Johnny on His Front Steps 1960


by Kimberly (our daughter and first child)
This is a portrait of my husband at age 20, sitting on the front steps of the house he grew up in.  Kimberly has the original, acrylic on canvas and unfractured.  She did the above by tearing sections of a paper mock-up, decoupaging them onto canvas, and then outlining the sections with roughly applied black acrylic paint.

Holy Smoke


I feel a strong connection to this picture.  I feel like it really captures who I am, as if it were a photograph of my soul, if that were possible.  I always get lost in thought when I'm at the kitchen sink and I think this picture shows me lost in thought or being startled or interrupted out of that deep interior place.  At the time it was taken, my nine year old son and I were doing some renovations in the kitchen.  We'd taken down and thrown away the rusty old metal wall and floor cabinets.  We built new base cabinets and a counter-top from pine planks that we got by tearing apart pallets my husband brought home from work to burn in the wood stove. We didn't have any fancy tools, just a hammer and a jig saw.  It was exhilarating to create something out of nothing.  

Holy Smoke

Last night at eleven
in my torture chamber bed
as I was drifting off to sleep
I was startled awake instead.

“What the heck was that?” I asked

You sat up and said 
“I threw an alarm clock bomb out the window.”*

I screamed, "It just missed my head!”

“But I saved our lives,” you insisted.

I replied “Who asked you to?”

The street went up in smoke.
Laughing, you remained seated
while I buried my head
and choked on your joke.

Today when I woke up at seven
you were nowhere around.
This has got to be heaven
I thought,
then  knelt
to kiss the ground
you used to walk on.

Leo
 * REM Sleep Behavior Disorder 

Thursday, June 27, 2013

Untitled


Fifty-four years ago, on this day we were married.  I was sixteen, he was eighteen. No one took any pictures, my daughter photo-shopped the picture above.  I wore a royal blue silk suit with a picture frame collar and a.perky little pillbox hat of the same color.  For our honeymoon, we drove to New Jersey in his uncle's Buick, got lost, had no idea where we were going.  We drove around on strange roads in the dark until finally, exhausted, we found a motel and spent our wedding night  there.  In the office a man appeared from behind a red curtain to check us in.   On the wall of the office there was a sign that read, "All the spaghetti you can eat and one meatball."  I cried a lot because it struck me that I could never go home to my old life. The next day we went to Clementon Park, got something to eat, waded around in the lake for a while and then headed back home to a little rented house a block down the street from my parents. A year later, on our first anniversary, my parents took us out for a lobster tail dinner.  There was a jukebox there and my father played Nat King Cole, "Too Young."  It was his way of finally giving us his blessing.  Once, many years later, when my husband was looking at pictures of me from back then, he said, "It's a wonder your father didn't shoot me." 

  


 

Sunday, June 23, 2013

A Shocking Revelation



It's news to me.  He must have been really proud (not that he shouldn't have been) to invite the newspaper into his wife's bedroom.  I wonder how she  felt about it.  I never met my great grandfather Brown, nor his first wife Laura Blizzard, mother of my grandfather. All things being equal, since the article mentions Frank Murphy, the deceased 1st husband of the 2nd Mrs. Brown, I think it should have given a nod to Mr. Brown's 1st wife, Laura.  

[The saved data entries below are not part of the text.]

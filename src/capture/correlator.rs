//! Request correlation table
//!
//! Assembles the three lifecycle events of a request into one record keyed by
//! the provider's ephemeral request id.

use dashmap::DashMap;
use std::time::Duration;

use crate::models::{CompletedRequest, HeaderEntry, PendingRequest, ResponseMeta};

/// Records older than this never completed and are evicted by the sweep
pub const DEFAULT_MAX_REQUEST_AGE: Duration = Duration::from_secs(60);

#[derive(Default)]
pub struct Correlator {
    entries: DashMap<String, PendingRequest>,
}

impl Correlator {
    pub fn new() -> Self {
        Self::default()
    }

    /// Start tracking a request. Returns false if the id was already tracked
    /// and the stale record got replaced.
    pub fn track(&self, request: PendingRequest) -> bool {
        let id = request.request_id.clone();
        match self.entries.insert(id, request) {
            Some(previous) => {
                tracing::debug!(
                    "Request id {} reused before completion, replacing {} {}",
                    previous.request_id,
                    previous.method,
                    previous.url
                );
                false
            }
            None => true,
        }
    }

    /// Merge request headers into a tracked record; unknown ids are a no-op
    pub fn attach_headers(&self, request_id: &str, headers: Vec<HeaderEntry>) -> bool {
        match self.entries.get_mut(request_id) {
            Some(mut entry) => {
                entry.request_headers = Some(headers);
                true
            }
            None => false,
        }
    }

    /// Take the record out of the table and attach the response.
    ///
    /// Removal is atomic, so of two racing completions for one id only one
    /// gets the record.
    pub fn complete(&self, request_id: &str, response: ResponseMeta) -> Option<CompletedRequest> {
        self.entries
            .remove(request_id)
            .map(|(_, pending)| pending.complete(response))
    }

    /// Drop a record without relaying it
    pub fn discard(&self, request_id: &str) -> Option<PendingRequest> {
        self.entries.remove(request_id).map(|(_, pending)| pending)
    }

    /// Remove every record older than `max_age` as of `now_ms`
    pub fn evict_stale(&self, max_age: Duration, now_ms: i64) -> usize {
        let max_age_ms = i64::try_from(max_age.as_millis()).unwrap_or(i64::MAX);
        let mut evicted = 0;
        self.entries.retain(|_, pending| {
            let keep = pending.age_ms(now_ms) <= max_age_ms;
            if !keep {
                tracing::debug!(
                    "Evicting stale request {} {} {}",
                    pending.request_id,
                    pending.method,
                    pending.url
                );
                evicted += 1;
            }
            keep
        });
        evicted
    }

    /// Abandon every in-flight record
    pub fn clear(&self) -> usize {
        let count = self.entries.len();
        self.entries.clear();
        count
    }

    pub fn contains(&self, request_id: &str) -> bool {
        self.entries.contains_key(request_id)
    }

    pub fn len(&self) -> usize {
        self.entries.len()
    }

    pub fn is_empty(&self) -> bool {
        self.entries.is_empty()
    }
}

#[cfg(test)]
mod tests {
    use super::*;
    use crate::models::RequestState;

    impl Correlator {
        fn get(&self, request_id: &str) -> Option<PendingRequest> {
            self.entries.get(request_id).map(|entry| entry.value().clone())
        }
    }

    fn pending(id: &str, captured_at: i64) -> PendingRequest {
        PendingRequest {
            request_id: id.into(),
            method: "POST".into(),
            url: "https://api.example.com/items".into(),
            body: None,
            captured_at,
            tab_id: 1,
            initiator: None,
            request_headers: None,
        }
    }

    fn ok() -> ResponseMeta {
        ResponseMeta {
            status_code: 200,
            status_line: None,
            headers: Vec::new(),
        }
    }

    #[test]
    fn lifecycle_assembles_one_record() {
        let table = Correlator::new();
        assert!(table.track(pending("7", 1_000)));
        assert!(table.attach_headers("7", vec![HeaderEntry::new("X-A", "1")]));
        assert_eq!(
            table.get("7").map(|p| p.state()),
            Some(RequestState::HeadersAttached)
        );

        let done = table.complete("7", ok()).expect("record present");
        assert_eq!(done.request.request_headers.unwrap().len(), 1);
        assert_eq!(done.response.status_code, 200);
        assert!(table.is_empty());
    }

    #[test]
    fn unknown_ids_are_ignored() {
        let table = Correlator::new();
        assert!(!table.attach_headers("missing", Vec::new()));
        assert!(table.complete("missing", ok()).is_none());
        assert!(table.discard("missing").is_none());
    }

    #[test]
    fn second_completion_finds_nothing() {
        let table = Correlator::new();
        table.track(pending("9", 0));
        assert!(table.complete("9", ok()).is_some());
        assert!(table.complete("9", ok()).is_none());
    }

    #[test]
    fn eviction_removes_only_stale_records() {
        let table = Correlator::new();
        let now = 1_700_000_100_000;
        table.track(pending("old", now - 61_000));
        table.track(pending("edge", now - 60_000));
        table.track(pending("fresh", now - 5_000));

        let evicted = table.evict_stale(DEFAULT_MAX_REQUEST_AGE, now);
        assert_eq!(evicted, 1);
        assert!(!table.contains("old"));
        assert!(table.contains("edge"));
        assert!(table.contains("fresh"));
    }

    #[test]
    fn reused_id_replaces_record() {
        let table = Correlator::new();
        assert!(table.track(pending("3", 0)));
        assert!(!table.track(pending("3", 50)));
        assert_eq!(table.get("3").unwrap().captured_at, 50);
        assert_eq!(table.clear(), 1);
    }
}
//! Self-traffic guard
//!
//! Keeps the relay from capturing its own deliveries and requests issued by
//! the monitoring process, which would otherwise loop back into the webhook.

use url::Url;

use crate::models::{CaptureConfig, PendingRequest, TAB_ID_NONE};

const EXTENSION_ORIGIN_PREFIXES: &[&str] = &[
    "chrome-extension://",
    "moz-extension://",
    "safari-web-extension://",
    "extension://",
];

/// The parts of a request the guard looks at
#[derive(Debug, Clone, Copy)]
pub struct Candidate<'a> {
    pub url: &'a str,
    pub tab_id: i64,
    pub initiator: Option<&'a str>,
}

impl<'a> From<&'a PendingRequest> for Candidate<'a> {
    fn from(req: &'a PendingRequest) -> Self {
        Self {
            url: &req.url,
            tab_id: req.tab_id,
            initiator: req.initiator.as_deref(),
        }
    }
}

/// True when the candidate must never be relayed
pub fn should_ignore(candidate: &Candidate<'_>, config: &CaptureConfig) -> bool {
    if candidate.tab_id == TAB_ID_NONE {
        return true;
    }
    if candidate
        .initiator
        .is_some_and(|origin| is_own_origin(origin, config))
    {
        return true;
    }
    if hits_feedback_endpoint(candidate.url, &config.feedback_endpoint) {
        return true;
    }
    targets_webhook(candidate.url, config)
}

fn normalize(url: &str) -> &str {
    url.trim().trim_end_matches('/')
}

fn is_own_origin(origin: &str, config: &CaptureConfig) -> bool {
    let origin = normalize(origin);
    let lowered = origin.to_ascii_lowercase();
    if EXTENSION_ORIGIN_PREFIXES
        .iter()
        .any(|prefix| lowered.starts_with(prefix))
    {
        return true;
    }
    config
        .self_origin
        .as_deref()
        .is_some_and(|own| own.eq_ignore_ascii_case(origin))
}

fn hits_feedback_endpoint(url: &str, endpoint: &str) -> bool {
    if endpoint.is_empty() {
        return false;
    }
    let path = match Url::parse(url) {
        Ok(parsed) => parsed.path().to_ascii_lowercase(),
        Err(_) => url.to_ascii_lowercase(),
    };
    path.contains(endpoint)
}

fn targets_webhook(url: &str, config: &CaptureConfig) -> bool {
    let webhook = normalize(&config.webhook_url);
    if webhook.is_empty() {
        return false;
    }
    let candidate = normalize(url);

    let (candidate_url, webhook_url) = match (Url::parse(candidate), Url::parse(webhook)) {
        (Ok(c), Ok(w)) => (c, w),
        _ => return candidate.contains(webhook),
    };

    if candidate == webhook || is_within(candidate, webhook) {
        return true;
    }

    if candidate_url.origin() != webhook_url.origin() {
        return false;
    }
    let candidate_path = normalize(candidate_url.path());
    let webhook_path = normalize(webhook_url.path());
    if is_within(candidate_path, webhook_path) || is_within(webhook_path, candidate_path) {
        return true;
    }
    let base = base_path(webhook_path, &config.feedback_endpoint);
    !base.is_empty() && is_within(candidate_path, base)
}

/// `path` equals `ancestor` or sits below it. Both are slash-trimmed, so the
/// root path is the empty string.
fn is_within(path: &str, ancestor: &str) -> bool {
    path == ancestor
        || path
            .strip_prefix(ancestor)
            .is_some_and(|rest| rest.starts_with('/'))
}

/// The webhook path cut at its feedback-endpoint segment, or at its last
/// segment when it has none.
fn base_path<'a>(webhook_path: &'a str, endpoint: &str) -> &'a str {
    if !endpoint.is_empty() {
        if let Some(pos) = webhook_path.to_ascii_lowercase().find(endpoint) {
            return normalize(&webhook_path[..pos]);
        }
    }
    match webhook_path.rfind('/') {
        Some(pos) => &webhook_path[..pos],
        None => "",
    }
}

#[cfg(test)]
mod tests {
    use super::*;
    use crate::models::MonitorSettings;

    fn config(webhook: &str) -> CaptureConfig {
        MonitorSettings {
            webhook_url: webhook.into(),
            is_enabled: true,
            ..Default::default()
        }
        .compile()
    }

    fn page(url: &str) -> Candidate<'_> {
        Candidate {
            url,
            tab_id: 12,
            initiator: Some("https://app.example.com"),
        }
    }

    #[test]
    fn webhook_descendants_are_ignored() {
        let cfg = config("https://relay.test/ingest");
        assert!(should_ignore(&page("https://relay.test/ingest/extra"), &cfg));
        assert!(should_ignore(&page("https://relay.test/ingest/"), &cfg));
        assert!(should_ignore(&page("https://relay.test/ingest?x=1"), &cfg));
        assert!(!should_ignore(&page("https://api.example.com/ingest"), &cfg));
    }

    #[test]
    fn same_origin_ancestors_and_siblings_under_base_are_ignored() {
        let cfg = config("https://relay.test/hooks/v1/catch/123");
        assert!(should_ignore(&page("https://relay.test/hooks/v1"), &cfg));
        assert!(should_ignore(&page("https://relay.test/hooks/v1/catch/456"), &cfg));
        assert!(!should_ignore(&page("https://relay.test/docs"), &cfg));
        assert!(!should_ignore(&page("http://relay.test/docs"), &cfg));
    }

    #[test]
    fn base_path_is_cut_at_feedback_segment() {
        assert_eq!(base_path("/api/webhook/abc", "/webhook"), "/api");
        assert_eq!(base_path("/hooks/v1/catch", "/webhook"), "/hooks/v1");
        assert_eq!(base_path("/ingest", "/webhook"), "");
        assert_eq!(base_path("/api/WebHook/abc", "/webhook"), "/api");
    }

    #[test]
    fn feedback_endpoint_matches_case_insensitively() {
        let cfg = config("https://relay.test/in");
        assert!(should_ignore(&page("https://other.test/api/WebHook/abc"), &cfg));

        let disabled = MonitorSettings {
            webhook_url: "https://relay.test/in".into(),
            feedback_endpoint: Some(String::new()),
            ..Default::default()
        }
        .compile();
        assert!(!should_ignore(&page("https://other.test/api/webhook/abc"), &disabled));
    }

    #[test]
    fn background_and_extension_traffic_is_ignored() {
        let cfg = config("https://relay.test/in");
        let background = Candidate {
            url: "https://api.example.com/x",
            tab_id: TAB_ID_NONE,
            initiator: None,
        };
        assert!(should_ignore(&background, &cfg));

        let extension = Candidate {
            url: "https://api.example.com/x",
            tab_id: 4,
            initiator: Some("chrome-extension://abcdefghijklmnop"),
        };
        assert!(should_ignore(&extension, &cfg));
    }

    #[test]
    fn configured_self_origin_is_ignored() {
        let cfg = MonitorSettings {
            webhook_url: "https://relay.test/in".into(),
            self_origin: Some("https://monitor.local/".into()),
            ..Default::default()
        }
        .compile();
        let own = Candidate {
            url: "https://api.example.com/x",
            tab_id: 4,
            initiator: Some("https://MONITOR.local"),
        };
        assert!(should_ignore(&own, &cfg));
    }

    #[test]
    fn unparsable_urls_fall_back_to_substring_match() {
        let cfg = config("relay.test/ingest");
        assert!(should_ignore(&page("see relay.test/ingest/x"), &cfg));
        assert!(!should_ignore(&page("https://api.example.com/x"), &cfg));
    }

    #[test]
    fn empty_webhook_only_applies_remaining_rules() {
        let cfg = config("");
        assert!(!should_ignore(&page("https://api.example.com/x"), &cfg));
    }
}
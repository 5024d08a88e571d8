//! Dedup ledger storage

mod ledger;

pub use ledger::*;

use std::time::Duration;

/// Open the ledger and drop whatever expired while the process was down
/// (call this on startup)
pub async fn open_and_prune(storage_path: &str, retention: Duration) -> anyhow::Result<DedupLedger> {
    let ledger = DedupLedger::open(storage_path, retention)?;
    let pruned = ledger.prune().await?;
    if pruned > 0 {
        tracing::info!("Pruned {} expired signatures on startup", pruned);
    }
    Ok(ledger)
}
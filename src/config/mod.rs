//! Configuration for the wallet session

pub mod rpc;

use crate::network::Networks;
use crate::{Error, Result};
use serde::{Deserialize, Serialize};
use std::path::Path;
use std::time::Duration;

// Re-export RPC config
pub use rpc::RpcConfig;

/// Environment variable holding the injected wallet's private key
pub const PRIVATE_KEY_ENV: &str = "PRIVATE_KEY";

/// Transaction confirmation settings
#[derive(Debug, Clone, Serialize, Deserialize)]
#[serde(default)]
pub struct ConfirmationConfig {
    /// Give up waiting for a receipt after this many seconds
    pub timeout_secs: u64,
    /// Interval between receipt lookups (milliseconds)
    pub poll_interval_ms: u64,
}

impl ConfirmationConfig {
    pub fn timeout(&self) -> Duration {
        Duration::from_secs(self.timeout_secs)
    }

    pub fn poll_interval(&self) -> Duration {
        Duration::from_millis(self.poll_interval_ms)
    }
}

impl Default for ConfirmationConfig {
    fn default() -> Self {
        Self {
            timeout_secs: 120,
            poll_interval_ms: 2_000,
        }
    }
}

/// Settings for the locally injected wallet
#[derive(Debug, Clone, Serialize, Deserialize)]
pub struct WalletSettings {
    /// Environment variable the private key is read from
    #[serde(default = "default_private_key_env")]
    pub private_key_env: String,
    /// Grant account access requests without asking
    #[serde(default = "default_true")]
    pub auto_approve: bool,
    /// Network the wallet starts on
    #[serde(default = "default_chain")]
    pub chain: String,
}

fn default_private_key_env() -> String {
    PRIVATE_KEY_ENV.to_string()
}

fn default_true() -> bool {
    true
}

fn default_chain() -> String {
    "sepolia".to_string()
}

impl Default for WalletSettings {
    fn default() -> Self {
        Self {
            private_key_env: default_private_key_env(),
            auto_approve: true,
            chain: default_chain(),
        }
    }
}

/// Main configuration
#[derive(Debug, Clone, Serialize, Deserialize)]
pub struct Config {
    /// Known networks and the notification allow-list
    #[serde(default)]
    pub networks: Networks,
    /// Value of the self-transfer, in ether
    #[serde(default = "default_transfer_value")]
    pub transfer_value: String,
    /// Confirmation wait settings
    #[serde(default)]
    pub confirmation: ConfirmationConfig,
    /// Injected wallet settings
    #[serde(default)]
    pub wallet: WalletSettings,
    /// Path to the activity log file (JSONL)
    #[serde(default)]
    pub activity_log_path: Option<String>,
}

fn default_transfer_value() -> String {
    "0.01".to_string()
}

impl Config {
    /// Load a JSON config file
    pub fn load(path: impl AsRef<Path>) -> Result<Self> {
        let path = path.as_ref();
        let content = std::fs::read_to_string(path)
            .map_err(|e| Error::Config(format!("{}: {}", path.display(), e)))?;
        let config: Config = serde_json::from_str(&content)?;
        config.validate()?;
        Ok(config)
    }

    /// Check cross-field constraints serde cannot express
    pub fn validate(&self) -> Result<()> {
        crate::units::parse_ether(&self.transfer_value)
            .map_err(|e| Error::Config(format!("transfer_value: {}", e)))?;

        if let Some(unknown) = self
            .networks
            .watched
            .iter()
            .find(|name| self.networks.chain_id(name).is_none())
        {
            return Err(Error::Config(format!(
                "Watched network '{}' is not in the known networks",
                unknown
            )));
        }

        if self.networks.chain_id(&self.wallet.chain).is_none() {
            return Err(Error::Config(format!(
                "Wallet chain '{}' is not in the known networks",
                self.wallet.chain
            )));
        }

        if self.confirmation.timeout_secs == 0 {
            return Err(Error::Config(
                "confirmation.timeout_secs must be positive".to_string(),
            ));
        }

        if self.confirmation.poll_interval_ms == 0 {
            return Err(Error::Config(
                "confirmation.poll_interval_ms must be positive".to_string(),
            ));
        }

        Ok(())
    }
}

impl Default for Config {
    fn default() -> Self {
        Self {
            networks: Networks::default(),
            transfer_value: default_transfer_value(),
            confirmation: ConfirmationConfig::default(),
            wallet: WalletSettings::default(),
            activity_log_path: None,
        }
    }
}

TIMES LEADER, WILKES-BARRE, PA., FRIDAY EVENING, FEBRUARY 12, 1937

John H. Brown, 73-year-old retired Noxen farmer, proudly welcomed a Times-Leader cameraman to his mother-in-law’s apartment at 37 West Market Street, to photograph a newly arrived infant daughter, born to Mrs. Brown early yesterday morning. Mr. and Mrs. Brown were married less than a year ago after each parent had completed varying periods of widowhood.  Mr. Brown had been a widower for eight years and Mrs. Brown for two. Mr. Brown has known his wife since she was an infant, but did not know her husband had died until he visited Mrs. Nina Root, now his mother-in-law.  Mrs. Brown was formerly Nina Steele before her first marriage to Frank Murphy. Mrs. Brown’s first marriage was blessed with nine children, eight of whom are still living.  Mr. Brown’s first union resulted in the birth of two children.  His oldest, Ira Brown, 50, lives at Pringle, while a daughter, Lena Kearny, 48, lives in West Pittston. The latest arrival was ushered into the world at 1:58 o’clock yesterday morning by Dr. Charles C. Montgomery, 924 South Franklin Street.



John H. Brown 1864 - 1947
My Great Grandfather

Ira Brown, my maternal grandfather


My grandfather, Ira, and his sister, Lena

Thursday, June 20, 2013

Requiem for a Friend - Rainer Maria Rilke and Paula Modersohn-Becker



1906 by Modersohn-Becker


Paula Modersohn-Becker (1876-1907)
 Tragically, Modersohn-Becker died at the age of 31 shortly after childbirth. In her seven years as an artist, she produced over 700 paintings and 1,000 drawings - remarkable, considering she had no recognition from the art world or fellow artists. Now, Modersohn-Becker is recognized in art history for helping shape the transition from the Symbolism of Gauguin to German Expressionism, and -- belatedly-- as one of the most famous female artists of the 20th century.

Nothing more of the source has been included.